Losing a loved one is traumatic for anyone, but even more so for children. Death is difficult for young people to comprehend so along with overwhelming sadness, children may experience confusion as well.
Here are some suggestions on how to support your child through the grieving process:
Be a good listener
Your child may not be ready to talk about grief immediately and may not say anything at all – this is completely normal.
Children deal with bereavement at their own pace and in their own way, but they must discuss the loss in time. Make yourself available to listen to them whenever they need you. Although you may be having difficulty with the loss yourself, your child needs to be able to express their emotions to you when they can.
The stress that follows the loss of a loved one can also be partially reduced by ensuring you have adequate funeral cover.
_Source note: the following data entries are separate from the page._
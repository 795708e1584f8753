//! Data models
//!
//! Wire shapes shared between the engine and its callers (host forms,
//! booking frontend, backend payloads). Validated domain types live in
//! `discount-engine`; these types only describe what crosses the boundary.

pub mod audience;
pub mod bonus_service;
pub mod catalog;
pub mod coupon;
pub mod role;
pub mod tier;

// Re-exports
pub use audience::*;
pub use bonus_service::*;
pub use catalog::*;
pub use coupon::*;
pub use role::*;
pub use tier::*;
//! Logging Infrastructure
//!
//! Structured logging to stderr (stdout carries the CLI's JSON output),
//! or to a daily rolling file when a log directory exists.

use std::path::Path;
use tracing_subscriber::EnvFilter;
use tracing_subscriber::fmt::writer::BoxMakeWriter;

/// Initialize the logger with optional JSON formatting and file output
///
/// `RUST_LOG` takes precedence over `log_level` when set. Calling this more
/// than once is harmless: later calls keep the first subscriber.
pub fn init_logger_with_file(log_level: Option<&str>, json: Option<bool>, log_dir: Option<&str>) {
    let level = log_level.unwrap_or("info");
    let filter = EnvFilter::try_from_default_env().unwrap_or_else(|_| EnvFilter::new(level));

    let file_appender = log_dir
        .map(Path::new)
        .filter(|path| path.exists())
        .and_then(Path::to_str)
        .map(|dir| tracing_appender::rolling::daily(dir, "discount-engine"));
    let to_file = file_appender.is_some();
    let writer = match file_appender {
        Some(appender) => BoxMakeWriter::new(appender),
        None => BoxMakeWriter::new(std::io::stderr),
    };

    let subscriber = tracing_subscriber::fmt()
        .with_env_filter(filter)
        .with_writer(writer)
        .with_ansi(!to_file)
        .with_file(false)
        .with_line_number(false)
        .with_thread_ids(false)
        .with_target(false);

    let _ = if json.unwrap_or(false) {
        subscriber.json().try_init()
    } else {
        subscriber.try_init()
    };
}
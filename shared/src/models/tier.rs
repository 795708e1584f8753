//! Membership Tier Model

use serde::{Deserialize, Serialize};
use std::fmt;
use std::str::FromStr;

use crate::error::{AppError, ErrorCode};

/// Membership tier (会员等级), ordered `None < Bronze < Silver < Gold`
#[derive(Debug, Clone, Copy, PartialEq, Eq, PartialOrd, Ord, Hash, Serialize, Deserialize)]
#[serde(try_from = "String", into = "String")]
pub enum MembershipTier {
    None,
    Bronze,
    Silver,
    Gold,
}

impl MembershipTier {
    /// Every tier, lowest first
    pub const ALL: [MembershipTier; 4] = [
        MembershipTier::None,
        MembershipTier::Bronze,
        MembershipTier::Silver,
        MembershipTier::Gold,
    ];

    /// Wire name (`SCREAMING_SNAKE_CASE`)
    pub const fn as_str(&self) -> &'static str {
        match self {
            MembershipTier::None => "NONE",
            MembershipTier::Bronze => "BRONZE",
            MembershipTier::Silver => "SILVER",
            MembershipTier::Gold => "GOLD",
        }
    }
}

impl fmt::Display for MembershipTier {
    fn fmt(&self, f: &mut fmt::Formatter<'_>) -> fmt::Result {
        f.write_str(self.as_str())
    }
}

impl FromStr for MembershipTier {
    type Err = AppError;

    fn from_str(s: &str) -> Result<Self, Self::Err> {
        match s.trim().to_ascii_uppercase().as_str() {
            "NONE" => Ok(MembershipTier::None),
            "BRONZE" => Ok(MembershipTier::Bronze),
            "SILVER" => Ok(MembershipTier::Silver),
            "GOLD" => Ok(MembershipTier::Gold),
            _ => Err(AppError::with_message(
                ErrorCode::UnknownTier,
                format!("Unknown membership tier: {}", s),
            )
            .with_detail("value", s)),
        }
    }
}

impl TryFrom<String> for MembershipTier {
    type Error = AppError;

    fn try_from(value: String) -> Result<Self, Self::Error> {
        value.parse()
    }
}

impl From<MembershipTier> for String {
    fn from(tier: MembershipTier) -> Self {
        tier.as_str().to_string()
    }
}

/// One entry of a tier selection: the `ALL` sentinel or a concrete tier
#[derive(Debug, Clone, Copy, PartialEq, Eq, Hash, Serialize, Deserialize)]
#[serde(try_from = "String", into = "String")]
pub enum TierChoice {
    All,
    Tier(MembershipTier),
}

impl fmt::Display for TierChoice {
    fn fmt(&self, f: &mut fmt::Formatter<'_>) -> fmt::Result {
        match self {
            TierChoice::All => f.write_str("ALL"),
            TierChoice::Tier(tier) => tier.fmt(f),
        }
    }
}

impl FromStr for TierChoice {
    type Err = AppError;

    fn from_str(s: &str) -> Result<Self, Self::Err> {
        if s.trim().eq_ignore_ascii_case("ALL") {
            return Ok(TierChoice::All);
        }
        s.parse().map(TierChoice::Tier)
    }
}

impl TryFrom<String> for TierChoice {
    type Error = AppError;

    fn try_from(value: String) -> Result<Self, Self::Error> {
        value.parse()
    }
}

impl From<TierChoice> for String {
    fn from(choice: TierChoice) -> Self {
        choice.to_string()
    }
}

impl From<MembershipTier> for TierChoice {
    fn from(tier: MembershipTier) -> Self {
        TierChoice::Tier(tier)
    }
}

#[cfg(test)]
mod tests {
    use super::*;

    #[test]
    fn test_tier_ordering() {
        assert!(MembershipTier::None < MembershipTier::Bronze);
        assert!(MembershipTier::Bronze < MembershipTier::Silver);
        assert!(MembershipTier::Silver < MembershipTier::Gold);
        assert_eq!(MembershipTier::ALL.iter().max(), Some(&MembershipTier::Gold));
    }

    #[test]
    fn test_tier_parse_is_case_insensitive() {
        assert_eq!("gold".parse::<MembershipTier>().unwrap(), MembershipTier::Gold);
        assert_eq!("Silver".parse::<MembershipTier>().unwrap(), MembershipTier::Silver);
        assert_eq!(" BRONZE ".parse::<MembershipTier>().unwrap(), MembershipTier::Bronze);

        let err = "platinum".parse::<MembershipTier>().unwrap_err();
        assert_eq!(err.code, ErrorCode::UnknownTier);
    }

    #[test]
    fn test_tier_choice_parse() {
        assert_eq!("ALL".parse::<TierChoice>().unwrap(), TierChoice::All);
        assert_eq!("all".parse::<TierChoice>().unwrap(), TierChoice::All);
        assert_eq!(
            "Gold".parse::<TierChoice>().unwrap(),
            TierChoice::Tier(MembershipTier::Gold)
        );
        assert!("".parse::<TierChoice>().is_err());
    }

    #[test]
    fn test_tier_serde() {
        let json = serde_json::to_string(&MembershipTier::Silver).unwrap();
        assert_eq!(json, "\"SILVER\"");

        let choices: Vec<TierChoice> = serde_json::from_str(r#"["Silver","all","GOLD"]"#).unwrap();
        assert_eq!(
            choices,
            vec![
                TierChoice::Tier(MembershipTier::Silver),
                TierChoice::All,
                TierChoice::Tier(MembershipTier::Gold),
            ]
        );

        assert!(serde_json::from_str::<TierChoice>("\"DIAMOND\"").is_err());
    }
}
This will mean that you can devote your full attention to supporting your child. When helping them deal with their grief, always respond simply and honestly, and encourage them to express their feelings.
Different methods to try
Knowing how to help a child cope with loss is particularly difficult, as their feelings are completely unfamiliar to them. Allow their grief to follow its natural course without any major interference.
A good step in terms of dealing with grief is to give your child suggestions for activities that may help release some of their pent-up emotions. If they're very young, a child may express their feelings through colouring with markers or crayons. Music and the written or spoken word may also help if your children are slightly older.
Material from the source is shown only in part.